February 22nd, 2021
MOVIE: THE VIGIL
STARRING: DAVE DAVIS, MENASHE LUSTIG, LYNN COHEN
DIRECTED BY: KEITH THOMAS
AMovieGuy.com’s RATING: 2 STARS (Out of 4)
The Vigil is rooted in the traditions of the Jewish religion and creates a new segment of fears for audiences to have when it comes to watching the dead. It’s fascinating how the horror genre has become synonymous with themes of religion, but strictly cemented with Roman Catholic traditions, and not so much with those of Judaism, Hinduism, and Muslim beliefs. That seems to be changing a little when we see a movie such as Keith Thomas’ The Vigil, but sadly it does not go much farther than the traditions and cliched imagery. It begins with a man named Yakov (Dave Davis), who is on his way out of following the Orthodox Jewish lifestyle, but is asked by Reb Shulem (Menashe Lustig) to watch over the dead body of a recently deceased member of the community one more time for quick cash. It’s a tradition that someone must watch over the deceased but soon strange things start to happen. Weird noises, floating bodies, and haunting images. Typically all of that would interest me but The Vigil thinks shrieking noises and bland jump scares are enough to make a good horror movie. The Vigil leaves you wanting more than a sign.
One of the fascinating prospects of The Vigil is how it all takes place inside a house and in a scenario where the person being haunted is a non-believer. Especially during our Covid-times, the process of quarantining inside our houses for months, and the way religion has corrupted the minds of many, The Vigil has many themes that would work to grab onto. Director and writer Keith Thomas, has all of the details down, as someone who once attended rabbinical school, and knew much about the subject of orthodox jewish traditions. Those factors are well established but it’s once Yakov arrives at the home of Mrs.
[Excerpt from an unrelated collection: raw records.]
//! Planning entry points.
//!
//! Wires parameter derivation, the fillet solver and the layout search
//! together. Every call is a pure function of its inputs.

use instant::Instant;
use rayon::prelude::*;

use crate::config::PlateConfig;
use crate::fillet::{CornerProfile, FilletCenter};
use crate::layout::CavityLayout;
use crate::params::DerivedConstants;
use crate::product::ProductSpec;
use crate::result::LayoutPlan;
use crate::search::{LayoutSearch, SearchOutcome};
use crate::Result;

/// Cavity layout planner for a fixed plate configuration.
#[derive(Debug, Clone, Default)]
pub struct Planner {
    search: LayoutSearch,
}

impl Planner {
    /// Creates a planner with the given plate configuration.
    pub fn new(config: PlateConfig) -> Self {
        Self {
            search: LayoutSearch::new(config),
        }
    }

    /// Creates a planner with the default plate configuration.
    pub fn default_config() -> Self {
        Self::new(PlateConfig::default())
    }

    /// Returns the plate configuration.
    pub fn config(&self) -> &PlateConfig {
        self.search.config()
    }

    /// Best layout in the given orientation only.
    pub fn solve(&self, spec: &ProductSpec) -> Result<CavityLayout> {
        let (outcome, _, _) = self.solve_orientation(spec)?;
        Ok(outcome.layout)
    }

    /// Full plan: primary layout plus the rotated-orientation comparison.
    pub fn plan(&self, spec: &ProductSpec) -> Result<LayoutPlan> {
        let start = Instant::now();
        let (outcome, derived, center) = self.solve_orientation(spec)?;
        let mut plan = LayoutPlan::new(outcome, derived, center);

        if self.config().check_rotation {
            match self.solve_orientation(&spec.rotated()) {
                Ok((rotated, _, _)) => plan = plan.with_rotated(rotated.layout),
                Err(e) => log::warn!("rotated orientation has no layout: {}", e),
            }
        }

        if plan.rotated_advisory() {
            log::info!(
                "rotated orientation yields {} cavities against {} (primary kept)",
                plan.rotated.map_or(0, |r| r.score),
                plan.primary.score
            );
        }

        plan.computation_time_ms = start.elapsed().as_millis() as u64;
        log::info!(
            "plan {} x {} = {} cavities, feed {:.1}, in {} ms",
            plan.primary.a,
            plan.primary.b,
            plan.primary.score,
            plan.primary.ds,
            plan.computation_time_ms
        );
        Ok(plan)
    }

    /// Plans several products independently, in parallel.
    pub fn plan_batch(&self, specs: &[ProductSpec]) -> Vec<Result<LayoutPlan>> {
        specs.par_iter().map(|spec| self.plan(spec)).collect()
    }

    fn solve_orientation(
        &self,
        spec: &ProductSpec,
    ) -> Result<(SearchOutcome, DerivedConstants, FilletCenter)> {
        spec.validate()?;
        let derived = DerivedConstants::derive(spec);
        let center = CornerProfile::of(spec).solve(spec.w(), spec.d(), spec.c())?;
        let outcome = self.search.search(spec, &derived, &center)?;
        Ok((outcome, derived, center))
    }
}

/// Derives constants, solves the fillet centre and searches the default
/// plate, returning the primary layout.
pub fn derive_and_solve(spec: &ProductSpec) -> Result<CavityLayout> {
    Planner::default_config().solve(spec)
}

/// Plans `spec` on the plate described by `config`.
pub fn plan_layout(spec: &ProductSpec, config: &PlateConfig) -> Result<LayoutPlan> {
    Planner::new(config.clone()).plan(spec)
}

/// Plans each spec on the plate described by `config`.
pub fn plan_batch(specs: &[ProductSpec], config: &PlateConfig) -> Vec<Result<LayoutPlan>> {
    Planner::new(config.clone()).plan_batch(specs)
}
Litvak (played by the always impressive Lynn Cohen) where the narrative has no place else to go. There is a dead body in the living room, with a single white sheet covering the body, so it’s safe to expect things are going to happen with that.
The performance from lead actor Dave Davis is commendable, playing Yakov as a shy, lonely, and worried man. He’s stepping away from beliefs that he was raised on and trying to enter into a society that is foreign to him. He sits in the chair Google searching “how to talk to women” and awkwardly balks in social settings. That’s not to say he’s not kind, but when Reb Shulman approaches him he uses that sense of guilt and desperation to lure a man into a dark place. While sitting in that room we begin to see visions of creatures lurking in corners, phone calls from spirits convincing Yakov to move the body, Mrs. Litvak popping up out of nowhere, and loud banging noises. It’s those repetitions of scares that become the crux of The Vigil. Thomas sets the scene and places the tension in the room, but with each shriek and harsh pluck of the strings section becomes more grating on the viewer.
That’s the biggest problem with The Vigil, and specifically for many horror films, where the setting is made, and the imagery is right for horror, but the narrative is painfully repetitive. On top of that, the sound design is almost deafening, all in an attempt to add to the scare factor. It seems that the inspiration for a film like The Vigil is classics such as The Exorcist, Robert Eggers The Witch, and recently Hereditary. Neither of those inspirations are on the same level, but the effort, and inspiration from Thomas is commendable. It’s safe to say that Keith Thomas has a career after this, but needs more depth behind the narrative.
Using the themes of religion, death, and dark forces make for a good set up in The Vigil, but fails in the full execution. It’s a good example of what sets the well crafted, terrifying, and inspiring horror movies and those that just miss the mark. The Vigil misses the mark, but I certainly look forward to the next thing that Keith Thomas makes.
THE VIGIL OPENS FEBRUARY 26TH IN THEATERS AND VOD. IT ALSO WILL BE PLAYING AT THE MUSIC BOX THEATRE IN CHICAGO.